On This Day in Rock & Roll History: December 29

Before we can finally kiss this dismal year goodbye, I wanted to squeeze in another installment of my recurring rock/pop music history feature. Without further ado, here are some of the events that happened in the music world on December 29.

1965: American rock band The Sir Douglas Quintet were busted for marijuana possession in Corpus Christi, Texas. They got probation when they appeared in court with short hair, wearing suits. “I’m glad you cut your hair,” the judge told them. “I saw your pictures in the paper when you were arrested and I don’t go for that stuff.” The episode came in the wake of the band’s best-known song She’s About a Mover, written by their founder Doug Sahm.

1966: The Beatles were at EMI Studios at Abbey Road, working on three songs during three sessions: When I’m Sixty-Four, Strawberry Fields Forever and Penny Lane. None of the four mono mixes of When I’m Sixty-Four they made that day was used. The work on Strawberry Fields Forever included a tape copy of a December 22 mono mix, as well as creating the final stereo mix. I’ll skip the details, which laid out in The Beatles Bible. Paul McCartney also recorded the first takes of Penny Lane, working into the early morning hours of the following day. Here’s the magnificent Strawberry Fields Forever.

1967: Dave Mason left Traffic barely three weeks after the English rock band had released their debut album Mr. Fantasy. Only eight months earlier, Mason had been one of Traffic’s co-founders, together with Steve Winwood, Jim Capaldi and Chris Wood. Apparently, Mason didn’t have much interest in collaborating on songs. “We all [Winwood, Jim Capaldi and Chris Wood] tended to write together, but Mason would come in with a complete song that he was going to sing and tell us all what he expected us to play,” Winwood later recalled. “No discussion, like we were his backing group.” Mason would rejoin Traffic in 1968 while they were recording their eponymous sophomore album only to leave again after its release. Here’s House for Everyone, one of three tunes on Mr. Fantasy written by Mason.

1968: Led Zeppelin performed at Civic Auditorium in Portland, Ore. on their first 1968/1969 North American tour, opening for Vanilla Fudge. According to setlist.fm, their set included The Train Kept a-Rollin’, I Can’t Quit You Baby, As Long As I Have You, Dazed and Confused, White Summer/Black Mountain Side and How Many More Times. Here’s a clip of Dazed and Confused from 1968, or as somebody in the comments pointed out 1969. In any case, it’s probably reasonably close to how Zep sounded that night in Portland.

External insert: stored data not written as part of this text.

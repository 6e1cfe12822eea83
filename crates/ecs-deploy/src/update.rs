//! Roll a deployed service to a new image tag and task size
//!
//! The current task definition is the template: its container definition is
//! copied with the new image, and the task-level sizing is replaced. An
//! existing revision that already matches is reused instead of registering
//! a duplicate. The result is recorded in a fresh manifest that supersedes
//! the old one.

use crate::aws::ecs::{ContainerSpec, TaskDefinitionInfo, TaskDefinitionSpec};
use crate::aws::{AwsError, EcsOperations};
use crate::store::{ManifestStore, StoreError};
use ecs_deploy_common::{DeploymentManifest, TaskDefinitionId, TaskSize};
use std::fmt;
use std::path::PathBuf;
use thiserror::Error;
use tracing::{error, info, instrument, warn};

/// Tag assumed when an image reference carries none
pub const DEFAULT_IMAGE_TAG: &str = "latest";

/// Update-service errors
#[derive(Debug, Error)]
pub enum UpdateError {
    #[error("Failed to describe task definition '{task_definition}'")]
    Describe {
        task_definition: TaskDefinitionId,
        #[source]
        source: AwsError,
    },

    #[error("Task definition '{0}' has no container definitions")]
    NoContainer(TaskDefinitionId),

    #[error("Unable to parse image reference '{0}', expected <repository>/<name>[:<tag>]")]
    InvalidImage(String),

    #[error("Failed to list revisions of task definition family '{family}'")]
    ListRevisions {
        family: String,
        #[source]
        source: AwsError,
    },

    #[error("Failed to register task definition for family '{family}'")]
    Register {
        family: String,
        #[source]
        source: AwsError,
    },

    #[error("Failed to update service '{service}' in cluster '{cluster}'")]
    UpdateService {
        cluster: String,
        service: String,
        #[source]
        source: AwsError,
    },

    #[error("Service now runs '{task_definition}' but the new manifest could not be saved")]
    Manifest {
        task_definition: TaskDefinitionId,
        #[source]
        source: StoreError,
    },
}

/// A container image reference split into `<repository>/<name>:<tag>`
#[derive(Debug, Clone, PartialEq, Eq)]
pub struct ImageRef {
    /// Everything before the last `/` (registry host and path)
    pub repository: String,
    pub name: String,
    pub tag: String,
}

impl ImageRef {
    pub fn parse(image: &str) -> Result<Self, UpdateError> {
        let invalid = || UpdateError::InvalidImage(image.to_string());

        let (repository, rest) = image.rsplit_once('/').ok_or_else(invalid)?;
        let (name, tag) = match rest.split_once(':') {
            Some((name, tag)) if !tag.is_empty() => (name, tag),
            Some((name, _)) => (name, DEFAULT_IMAGE_TAG),
            None => (rest, DEFAULT_IMAGE_TAG),
        };
        if repository.is_empty() || name.is_empty() {
            return Err(invalid());
        }

        Ok(Self {
            repository: repository.to_string(),
            name: name.to_string(),
            tag: tag.to_string(),
        })
    }

    /// Same repository and name with a different tag
    pub fn with_tag(&self, tag: &str) -> ImageRef {
        ImageRef {
            tag: tag.to_string(),
            ..self.clone()
        }
    }
}

impl fmt::Display for ImageRef {
    fn fmt(&self, f: &mut fmt::Formatter<'_>) -> fmt::Result {
        write!(f, "{}/{}:{}", self.repository, self.name, self.tag)
    }
}

/// What the service should run after the update
#[derive(Debug, Clone)]
pub struct UpdateRequest {
    pub image_tag: String,
    pub size: TaskSize,
}

/// Result of a successful update
#[derive(Debug, Clone)]
pub struct UpdateOutcome {
    pub task_definition: TaskDefinitionId,
    /// An existing revision matched and no new one was registered
    pub reused: bool,
    pub image: String,
    pub manifest_path: PathBuf,
}

fn revision_matches(info: &TaskDefinitionInfo, image: &str, size: &TaskSize) -> bool {
    size.matches(info.cpu.as_deref(), info.memory.as_deref())
        && info
            .containers
            .iter()
            .any(|c| c.image == image && c.cpu == 0)
}

/// Newest revision of `family` that already runs `image` at `size`
async fn find_matching_revision<C: EcsOperations>(
    ecs: &C,
    family: &str,
    image: &str,
    size: &TaskSize,
) -> Result<Option<TaskDefinitionId>, UpdateError> {
    let revisions = ecs
        .list_task_definitions(family)
        .await
        .map_err(|source| UpdateError::ListRevisions {
            family: family.to_string(),
            source,
        })?;

    for revision in revisions.into_iter().rev() {
        match ecs.describe_task_definition(&revision).await {
            Ok(info) if revision_matches(&info, image, size) => return Ok(Some(revision)),
            Ok(_) => {}
            Err(e) => warn!(revision = %revision, error = %e, "Skipping revision that could not be described"),
        }
    }
    Ok(None)
}

/// Point the manifest's service at `request`'s image and size.
#[instrument(skip_all, fields(service = %manifest.service_name, tag = %request.image_tag))]
pub async fn update_service<C: EcsOperations>(
    ecs: &C,
    store: &ManifestStore,
    manifest: &DeploymentManifest,
    request: &UpdateRequest,
) -> Result<UpdateOutcome, UpdateError> {
    let current = ecs
        .describe_task_definition(&manifest.task_definition)
        .await
        .map_err(|source| UpdateError::Describe {
            task_definition: manifest.task_definition.clone(),
            source,
        })?;
    let container = current
        .containers
        .first()
        .ok_or_else(|| UpdateError::NoContainer(current.id.clone()))?;

    let current_image = ImageRef::parse(&container.image)?;
    let image = current_image.with_tag(&request.image_tag).to_string();
    info!(
        current = %current_image,
        new = %image,
        size = %request.size,
        "Updating service"
    );

    let existing =
        find_matching_revision(ecs, &current.family, &image, &request.size).await?;
    let reused = existing.is_some();
    let task_definition = match existing {
        Some(revision) => {
            info!(task_definition = %revision, "Reusing existing task definition");
            revision
        }
        None => {
            let spec = TaskDefinitionSpec {
                family: current.family.clone(),
                container: ContainerSpec {
                    image: image.clone(),
                    cpu: 0,
                    ..container.clone()
                },
                task_role_arn: current.task_role_arn.clone(),
                execution_role_arn: current.execution_role_arn.clone(),
                size: request.size,
                tags: Vec::new(),
            };
            let revision = ecs.register_task_definition(&spec).await.map_err(|source| {
                UpdateError::Register {
                    family: current.family.clone(),
                    source,
                }
            })?;
            info!(task_definition = %revision, "Task definition registered");
            revision
        }
    };

    ecs.update_service(&manifest.ecs_cluster, &manifest.service_name, &task_definition)
        .await
        .map_err(|source| UpdateError::UpdateService {
            cluster: manifest.ecs_cluster.clone(),
            service: manifest.service_name.clone(),
            source,
        })?;
    info!(task_definition = %task_definition, "Service updated");

    let manifest_path = store
        .save(&manifest.with_task_definition(task_definition.clone()))
        .map_err(|source| {
            error!(
                task_definition = %task_definition,
                error = %source,
                "Service updated, but no manifest records the running task definition"
            );
            UpdateError::Manifest {
                task_definition: task_definition.clone(),
                source,
            }
        })?;

    Ok(UpdateOutcome {
        task_definition,
        reused,
        image,
        manifest_path,
    })
}

#[cfg(test)]
mod tests {
    use super::*;
    use crate::aws::MockEcsOperations;
    use crate::config::DeployConfig;
    use crate::deploy::DeploymentPlan;
    use crate::testing::FakeCloud;
    use ecs_deploy_common::TargetGroupId;
    use ecs_deploy_test_utils::{demo_env, sample_manifest};
    use tempfile::TempDir;

    /// A fake cloud running the demo service, and its manifest
    async fn deployed(cloud: &FakeCloud) -> DeploymentManifest {
        let env = demo_env();
        let config = DeployConfig::from_lookup(|name| env.get(name).cloned()).unwrap();
        let plan = DeploymentPlan::from_config(&config);

        let td = cloud
            .register_task_definition(&plan.task_definition)
            .await
            .unwrap();
        cloud
            .create_service(&plan.service_spec(&td, &TargetGroupId::new("arn:tg/demo")))
            .await
            .unwrap();

        let mut manifest = sample_manifest("demo");
        manifest.ecs_cluster = plan.cluster.clone();
        manifest.task_definition = td;
        manifest
    }

    fn request(tag: &str, cpu: &str, memory: &str) -> UpdateRequest {
        UpdateRequest {
            image_tag: tag.to_string(),
            size: TaskSize::new(cpu, memory).unwrap(),
        }
    }

    #[test]
    fn test_parse_image_with_tag() {
        let image = ImageRef::parse("123.dkr.ecr.us-east-1.amazonaws.com/team/api:v1").unwrap();
        assert_eq!(image.repository, "123.dkr.ecr.us-east-1.amazonaws.com/team");
        assert_eq!(image.name, "api");
        assert_eq!(image.tag, "v1");
        assert_eq!(
            image.with_tag("v2").to_string(),
            "123.dkr.ecr.us-east-1.amazonaws.com/team/api:v2"
        );
    }

    #[test]
    fn test_parse_image_without_tag() {
        let image = ImageRef::parse("registry:5000/api").unwrap();
        assert_eq!(image.repository, "registry:5000");
        assert_eq!(image.name, "api");
        assert_eq!(image.tag, "latest");
    }

    #[test]
    fn test_parse_rejects_bare_name() {
        assert!(matches!(
            ImageRef::parse("api:v1"),
            Err(UpdateError::InvalidImage(_))
        ));
        assert!(ImageRef::parse("registry/").is_err());
    }

    #[tokio::test]
    async fn test_registers_new_revision_and_writes_manifest() {
        let dir = TempDir::new().unwrap();
        let store = ManifestStore::new(dir.path());
        let cloud = FakeCloud::default();
        let manifest = deployed(&cloud).await;

        let outcome = update_service(&cloud, &store, &manifest, &request("v2", "512", "1024"))
            .await
            .unwrap();

        assert!(!outcome.reused);
        assert_ne!(outcome.task_definition, manifest.task_definition);
        assert!(outcome.image.ends_with(":v2"));
        assert_eq!(cloud.task_definition_count(), 2);
        assert_eq!(
            cloud.service_task_definition(&manifest.ecs_cluster, "demo"),
            Some(outcome.task_definition.clone())
        );

        let info = cloud
            .describe_task_definition(&outcome.task_definition)
            .await
            .unwrap();
        assert_eq!(info.cpu.as_deref(), Some("512"));
        assert_eq!(info.memory.as_deref(), Some("1024"));
        assert_eq!(info.containers[0].name, "demo-api-container");
        assert!(info.containers[0].health_check.is_some());

        let saved = DeploymentManifest::load(&outcome.manifest_path).unwrap();
        assert_eq!(saved.task_definition, outcome.task_definition);
        assert_eq!(saved.target_group, manifest.target_group);
        assert_eq!(saved.rules, manifest.rules);
    }

    #[tokio::test]
    async fn test_reuses_matching_revision() {
        let cloud = FakeCloud::default();
        let manifest = deployed(&cloud).await;

        // demo_env deploys tag v1 at the default 256/2048 size
        let dir = TempDir::new().unwrap();
        let store = ManifestStore::new(dir.path());
        let outcome = update_service(&cloud, &store, &manifest, &request("v1", "256", "2048"))
            .await
            .unwrap();

        assert!(outcome.reused);
        assert_eq!(outcome.task_definition, manifest.task_definition);
        assert_eq!(cloud.task_definition_count(), 1);
    }

    #[tokio::test]
    async fn test_describe_failure_changes_nothing() {
        let mut ecs = MockEcsOperations::new();
        ecs.expect_describe_task_definition().returning(|_| {
            Err(AwsError::NotFound {
                code: "ClientException".to_string(),
                message: "Unable to describe task definition".to_string(),
            })
        });
        ecs.expect_register_task_definition().times(0);
        ecs.expect_update_service().times(0);

        let dir = TempDir::new().unwrap();
        let store = ManifestStore::new(dir.path());
        let err = update_service(&ecs, &store, &sample_manifest("demo"), &request("v2", "256", "512"))
            .await
            .unwrap_err();

        assert!(matches!(err, UpdateError::Describe { .. }));
        assert!(store.list("demo").unwrap().is_empty());
    }

    #[tokio::test]
    async fn test_service_update_failure_writes_no_manifest() {
        let dir = TempDir::new().unwrap();
        let store = ManifestStore::new(dir.path());
        let cloud = FakeCloud::default();
        let manifest = deployed(&cloud).await;
        cloud.fail_on("update_service");

        let err = update_service(&cloud, &store, &manifest, &request("v2", "256", "2048"))
            .await
            .unwrap_err();

        assert!(matches!(err, UpdateError::UpdateService { .. }));
        assert!(store.list("demo").unwrap().is_empty());
    }

    #[tokio::test]
    async fn test_save_failure_reports_running_revision() {
        let dir = TempDir::new().unwrap();
        let blocker = dir.path().join("not-a-dir");
        std::fs::write(&blocker, "").unwrap();
        let store = ManifestStore::new(&blocker);
        let cloud = FakeCloud::default();
        let manifest = deployed(&cloud).await;

        let err = update_service(&cloud, &store, &manifest, &request("v2", "256", "2048"))
            .await
            .unwrap_err();

        match err {
            UpdateError::Manifest { task_definition, .. } => assert_eq!(
                cloud.service_task_definition(&manifest.ecs_cluster, "demo"),
                Some(task_definition)
            ),
            other => panic!("expected Manifest, got {other:?}"),
        }
    }

    #[tokio::test]
    async fn test_supersedes_manifest_in_its_own_directory() {
        let dir = TempDir::new().unwrap();
        let cloud = FakeCloud::default();
        let mut manifest = deployed(&cloud).await;
        manifest.created_at = Some(chrono::DateTime::from_timestamp(0, 0).unwrap());
        let old = ManifestStore::new(dir.path().join("custom"))
            .save(&manifest)
            .unwrap();

        let store = ManifestStore::for_manifest(&old, dir.path().join("deployments"));
        let outcome = update_service(&cloud, &store, &manifest, &request("v2", "256", "2048"))
            .await
            .unwrap();

        assert!(!old.exists());
        assert_eq!(outcome.manifest_path.parent(), old.parent());
        assert_eq!(store.list("demo").unwrap(), vec![outcome.manifest_path]);
    }
}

1973: Time in a Bottle, one of my favorite songs by Jim Croce, hit no. 1 in the U.S. on the Billboard Hot 100. Sadly, Croce was no longer around to witness the success. On September 20, 1973, he died at the age of 30 when his chartered plane crashed into a tree during takeoff from Natchitoches Regional Airport in Natchitoches, La. All other five members on board of the plane were also killed: Pilot Robert N. Elliott, Maury Muehleisen, comedian George Stevens, manager and booking agent Kenneth D. Cortese and road manager Dennis Ras. Time in a Bottle became Croce’s second and last no. 1 hit in the U.S. after Bad, Bad Leroy Brown, another great tune he had first released as a single in March of the same year.